Steven Cohen: “I’ve been clear from day one that I’m still looking for a president of baseball ops.”
But said that even after that position is filled, “Billy would be a part of that.”
— Hannah Keyser (@HannahRKeyser) June 28, 2023
‘And so, we’re behind’
That it hasn’t yet underscores how relatively new the Steve Cohen era of Mets baseball still is. Major-league teams are merely the very visible tip of the iceberg when it comes to baseball franchises. Their success is often contingent on organizational depth and player development initiatives that take years to yield results. Icebergs are slow to change direction.
To illustrate this, Cohen considered the starting rotation. He tried to give his team an edge by employing the two highest-paid players in the sport: a couple of established aces in Justin Verlander and Max Scherzer, who are 40 and 38, respectively, and who have let the team down as often as they’ve delivered this season.
Top-end pitching is especially expensive, and the Mets have had to shop for nearly all of their starters.
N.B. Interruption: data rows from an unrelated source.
//! # Workbackwards Core Library
//!
//! Core logic for a daily "work backwards" session: a short habit session
//! that ends at a fixed time of day and grows by a few minutes every time
//! it is completed. All operations are available through the standalone
//! `workbackwards` CLI; this crate holds everything the CLI drives.
//!
//! ## Architecture
//!
//! - **Session**: a wall-clock, level-triggered state machine. The caller
//!   invokes [`SessionController::tick`] periodically; state is always
//!   re-derived from the current time and the persisted day marker.
//! - **Notify**: the two daily reminders (session start and end), installed
//!   through the [`Notifier`] port.
//! - **Storage**: typed JSON values in SQLite behind [`KeyValueStore`], and
//!   TOML configuration.
//!
//! ## Key Components
//!
//! - [`SessionController`]: routes user commands and ticks
//! - [`SessionMachine`]: the four-state session lifecycle
//! - [`StreakProgress`]: streak and adaptive session length
//! - [`NotificationScheduler`]: cancel-then-reschedule of the two triggers
//! - [`Ticker`]: cancellable periodic tick

pub mod controller;
pub mod error;
pub mod events;
pub mod notify;
pub mod session;
pub mod settings;
pub mod storage;
pub mod ticker;

pub use controller::SessionController;
pub use error::{
    ConfigError, CoreError, NotificationError, SessionError, StorageError, ValidationError,
};
pub use events::Event;
pub use notify::{
    MemoryNotifier, NotificationContent, NotificationKind, NotificationScheduler, Notifier,
    PermissionStatus, ScheduleMode, ScheduledNotification, SqliteNotifier, Trigger,
};
pub use session::{
    Countdown, CountdownTarget, EndTime, Outcome, SessionMachine, SessionPlan, SessionState,
    SessionWindow, StreakProgress, Transition, TransitionCause,
};
pub use settings::{Settings, SettingsDraft, SettingsUpdate};
pub use storage::{Config, Database, KeyValueStore, MemoryStore};
pub use ticker::Ticker;

/// Current local wall-clock time. Every time-dependent operation takes `now`
/// explicitly; front ends call this once per command or tick.
pub fn local_now() -> chrono::NaiveDateTime {
    chrono::Local::now().naive_local()
}
//! Cancellable periodic tick.
//!
//! Starting a ticker always cancels the previous one first, so at most one
//! tick task is alive per [`Ticker`]. Dropping the ticker cancels it.

use std::time::Duration;

use tokio::task::JoinHandle;
use tokio::time::MissedTickBehavior;
use tokio_util::sync::CancellationToken;

struct TickTask {
    token: CancellationToken,
    task: JoinHandle<()>,
}

#[derive(Default)]
pub struct Ticker {
    current: Option<TickTask>,
}

impl Ticker {
    pub fn new() -> Self {
        Self::default()
    }

    /// Spawn a task calling `on_tick` every `period`, the first call immediately.
    ///
    /// Must be called from within a tokio runtime.
    pub fn start<F>(&mut self, period: Duration, mut on_tick: F)
    where
        F: FnMut() + Send + 'static,
    {
        self.stop();

        let token = CancellationToken::new();
        let cancelled = token.clone();
        let task = tokio::spawn(async move {
            let mut interval = tokio::time::interval(period);
            interval.set_missed_tick_behavior(MissedTickBehavior::Skip);
            loop {
                tokio::select! {
                    _ = cancelled.cancelled() => break,
                    _ = interval.tick() => on_tick(),
                }
            }
            tracing::debug!("ticker stopped");
        });
        tracing::debug!(period_ms = period.as_millis() as u64, "ticker started");
        self.current = Some(TickTask { token, task });
    }

    pub fn stop(&mut self) {
        if let Some(current) = self.current.take() {
            current.token.cancel();
        }
    }

    /// Cancel and wait for the tick task to finish.
    pub async fn shutdown(&mut self) {
        if let Some(current) = self.current.take() {
            current.token.cancel();
            if let Err(e) = current.task.await {
                tracing::warn!(error = %e, "ticker task failed");
            }
        }
    }

    pub fn is_running(&self) -> bool {
        self.current
            .as_ref()
            .is_some_and(|c| !c.token.is_cancelled() && !c.task.is_finished())
    }
}

impl Drop for Ticker {
    fn drop(&mut self) {
        self.stop();
    }
}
Of the nine pitchers who have made at least one start for the team this year, only three were originally drafted or signed by New York.
“We haven’t really developed that many pitchers, which is actually pretty shocking. I mean, we’re certainly capable of doing it,” Cohen said. “We may not have had the right infrastructure in place. Like, we just opened up our pitching lab. Well, guess what? Other teams had pitching labs six, seven, eight years ago. And so, we’re behind.”
Cohen knew this coming in, and so did savvy Mets fans. The plan all along was to transition a longstanding punchline of a franchise into a perpetual-motion machine able to add selectively from the free-agent market, akin to the Los Angeles Dodgers. The largess was supposed to buy the team early access to contention.
If that doesn’t work, fans shouldn’t be worried because Steve Cohen wasted his money; they should be worried because the process of building a contender from scratch has just barely begun.